Once again, I had to start from scratch. The overwhelmingly vast majority of band programs focus on Concert Band material (essentially what most would call ‘Classical’ music); would it be so wrong to have my bands focus on Jazz instead? What could Jazz offer that would justify the change? How could my students actually benefit from Jazz? To most non-musicians, this will probably sound like a detail. Who cares what music you use… Music is music, right? But this change of musical culture has huge implications. While Concert Band repertoire tends to focus on the students’ ability to express the composer’s ideas, emotions and esthetics, Jazz music is about personal identity and expression. It encourages individuality and, through the art of improvisation, creativity of a very high level. Having been around teenagers for a while, this was certainly a selling point! Most teens need to feel special, different (from their parents, usually!), yet they still require a sense of belonging to a group. We were the same way, and perhaps still are… Remember when we used to identify with a certain musical genre or style? At my school, we had the Rockers who were into, well, rock! The had longer hair, wore leather jackets and tried to look angry all the time… We had the Preps who only listened to top 20 Pop tunes and adopted any fashion coming through town. We had the ‘Alternative Freaks’ who were into bands like The Cure, Depeche Mode or almost anything musical either electronic or requiring black mascara around the eyes… But one thing was certain, you didn’t listen to your parents’ music! You were different! Modern! Evolved! Aware of the world around you!

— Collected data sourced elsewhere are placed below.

// SPDX-FileCopyrightText: 2026 Streamline Contributors
// SPDX-License-Identifier: MIT OR Apache-2.0

//! Content processing scheduler for the Streamline message pipeline.
//!
//! Owns at most one render job per message. Jobs are debounced, superseded
//! when content changes, deferred to idle time when large, and committed to
//! a shared [`ContentCache`] only while they are still current.

pub mod cache;
pub mod idle;
pub mod recording;
pub mod scheduler;

pub use cache::ContentCache;
pub use idle::{run_when_idle, wait_idle_or_ceiling};
pub use scheduler::{ProcessingScheduler, SchedulerSettings};
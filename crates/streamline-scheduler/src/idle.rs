// SPDX-FileCopyrightText: 2026 Streamline Contributors
// SPDX-License-Identifier: MIT OR Apache-2.0

//! Idle-time deferral with a hard ceiling.

use std::future::Future;
use std::time::Duration;

use streamline_core::traits::IdleScheduler;
use tracing::trace;

/// Waits for an idle moment, or until `ceiling` elapses, whichever comes first.
///
/// Returns `true` when the idle signal arrived before the ceiling.
pub async fn wait_idle_or_ceiling(idle: &dyn IdleScheduler, ceiling: Duration) -> bool {
    match tokio::time::timeout(ceiling, idle.wait_for_idle()).await {
        Ok(()) => true,
        Err(_) => {
            trace!(ceiling_ms = ceiling.as_millis() as u64, "idle ceiling reached");
            false
        }
    }
}

/// Runs `work` once the runtime is idle. `work` always runs, at the latest
/// when `ceiling` elapses.
pub async fn run_when_idle<F, Fut, T>(idle: &dyn IdleScheduler, ceiling: Duration, work: F) -> T
where
    F: FnOnce() -> Fut,
    Fut: Future<Output = T>,
{
    wait_idle_or_ceiling(idle, ceiling).await;
    work().await
}

#[cfg(test)]
mod tests {
    use super::*;
    use async_trait::async_trait;
    use streamline_core::traits::idle::YieldIdle;
    use tokio::time::Instant;

    struct NeverIdle;

    #[async_trait]
    impl IdleScheduler for NeverIdle {
        async fn wait_for_idle(&self) {
            std::future::pending::<()>().await;
        }
    }

    #[tokio::test(start_paused = true)]
    async fn runs_after_ceiling_when_never_idle() {
        let start = Instant::now();
        let value = run_when_idle(&NeverIdle, Duration::from_millis(300), || async { 7 }).await;
        assert_eq!(value, 7);
        assert!(start.elapsed() >= Duration::from_millis(300));
    }

    #[tokio::test(start_paused = true)]
    async fn runs_immediately_when_idle() {
        let start = Instant::now();
        assert!(wait_idle_or_ceiling(&YieldIdle, Duration::from_millis(300)).await);
        assert!(start.elapsed() < Duration::from_millis(300));
    }
}
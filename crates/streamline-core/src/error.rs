// SPDX-FileCopyrightText: 2026 Streamline Contributors
// SPDX-License-Identifier: MIT OR Apache-2.0

//! Error types for the Streamline message pipeline.

use thiserror::Error;

use crate::types::{MessageId, StreamingState};

/// The primary error type used across collaborator traits and pipeline operations.
#[derive(Debug, Error)]
pub enum StreamlineError {
    /// Configuration errors (invalid TOML, missing required fields, type mismatches).
    #[error("configuration error: {0}")]
    Config(String),

    /// The render/highlight collaborator rejected the content.
    #[error("render error: {message}")]
    Render {
        message: String,
        source: Option<Box<dyn std::error::Error + Send + Sync>>,
    },

    /// The transport rejected a resume or discard request.
    #[error("transport error: {message}")]
    Transport {
        message: String,
        source: Option<Box<dyn std::error::Error + Send + Sync>>,
    },

    /// A resume or discard is already in flight for this message.
    #[error("recovery already in flight for message {message_id}")]
    ResumeInFlight { message_id: MessageId },

    /// No recoverable stream matched the interrupted message.
    #[error("no recoverable stream for message {message_id}")]
    NoRecoverableStream { message_id: MessageId },

    /// The requested lifecycle transition is not allowed from the current state.
    #[error("cannot {action} message {message_id} in state {state}")]
    InvalidTransition {
        message_id: MessageId,
        state: StreamingState,
        action: &'static str,
    },

    /// The message is not tracked by the pipeline.
    #[error("message not found: {0}")]
    MessageNotFound(MessageId),

    /// Operation timed out.
    #[error("operation timed out after {duration:?}")]
    Timeout { duration: std::time::Duration },

    /// Internal or unexpected errors.
    #[error("internal error: {0}")]
    Internal(String),
}

impl StreamlineError {
    /// Convenience constructor for render failures without an underlying source.
    pub fn render(message: impl Into<String>) -> Self {
        StreamlineError::Render {
            message: message.into(),
            source: None,
        }
    }

    /// Convenience constructor for transport failures without an underlying source.
    pub fn transport(message: impl Into<String>) -> Self {
        StreamlineError::Transport {
            message: message.into(),
            source: None,
        }
    }
}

Today, listening to and playing Jazz is certainly not be considered ‘mainstream’ for adults, and even less for teenagers. And its main characters may not all be adequate role models, but they certainly are colorful! As well, most working professional musicians have a Jazz background. It enables them to play almost anything, anytime. I would be better preparing my students for a possible career, if they so chose, as well as opening them up to an entirely new musical universe! (I’ve never actually felt comfortable pushing my students towards a career in Music. Not that it can’t be immensely gratifying, and I do try to prepare those who are considering it to the best of my ability but, being a family man, I find it difficult to encourage youth onto a path that will make juggling family life and professional life very complicated.)

So the decision was made: I would rebuild my newly acquired Music program from the bottom up, with Jazz as the ‘matériau de base’!

Six years later, I still stand by that decision. It was a bit risky, and seen as a few as a bit ‘cocky’, but the kids loved it, parents were thrilled that their kids loved it and my school admin loved that the parents were thrilled that their kids loved it. To be fair, it wasn’t just me: the music program was a bit of a mess before I took over. I probably could have just stood in a corner and smiled all day without doing anything else and people would have been happy! But it was the perfect time to act. And I did. And I was proud of myself. Not ‘I’m such a genius’ proud, but content that I had turned a weakness into somewhat of a strength.